PS I apologise on behalf of Michael that my response to your arch discussion post was "not approved". I'm not sure why the forum software is so prone to blocking technical language responses... but I'm sorry that it is biased in that way, and nobody else is going to apologise to you for the lack of delivery.

**Ardje** · 20 October 2019, 08:38 AM

It misses that the python version probably uses a lot more memory and for small lists is definitely slower.
It should say that using good list/array/table management should speed up any program in any language.
However good scripting languages (Like Lua, Perl or maybe python) can definitely decrease the amount of needed code. And with that, Lua is probably the fastest for the small tables, as it's compiler is fast. Very very fast. Perl scripts that I swapped for Lua scripts usually were finished when perl was just loading it's interpreter/compiler (like python would too).
In the case of python performance, every time I hear about it, smart people say that python is fast, as long as you use <engine ...> and not c-python. All I know is that Lua is running fast on my esp8266.

**vladpetric** · 20 October 2019, 11:54 AM

Originally posted by linuxgeex View Post

I think you misunderstood everything I said.

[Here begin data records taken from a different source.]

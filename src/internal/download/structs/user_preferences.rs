//! 用户偏好：输出位置、并发数、重试次数、自定义请求头与 Cookie。

use std::collections::HashMap;
use std::path::PathBuf;

/// 单个下载任务的用户偏好；未设置的项由配置与内置默认值兜底。
#[derive(Debug, Clone, Default)]
pub struct UserPreferences {
    /// 输出目录；未设置时走分类规则或系统下载目录
    pub output_dir: Option<PathBuf>,
    /// 输出文件名；未设置时采用服务器建议名
    pub filename: Option<String>,
    /// 并发下载线程数；未设置时按文件大小自动选择
    pub worker_count: Option<usize>,
    /// 单个分片的最大重试次数
    pub max_retries: Option<usize>,
    /// 自定义请求头，覆盖同名默认头
    pub headers: HashMap<String, String>,
    /// Cookie 字符串
    pub cookie: Option<String>,
}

It had nothing to do with IPC and everything to do with hiding memory latency, which you didn't address. 192-entry ROB with 4 retire units can hide 48 clocks of latency. With SMT you can hide 96 clocks of latency by having the 2 threads take turns. Meanwhile other instructions from both threads in the ROB can still be scheduled to execution ports. Scheduler slots count for the execution ports extend this even further, but not much.

19 stage pipeline can hide about 17 cycles of latency if the fetch occurs at decode and the execute happens at the second to last stage. Between pipelining, ROB, execution port scheduler, and SMT, it's possible to hide 110 cycles of latency. That's enough to hide 2 back to back cache misses if the fetches were fired off in the first dozen cycles.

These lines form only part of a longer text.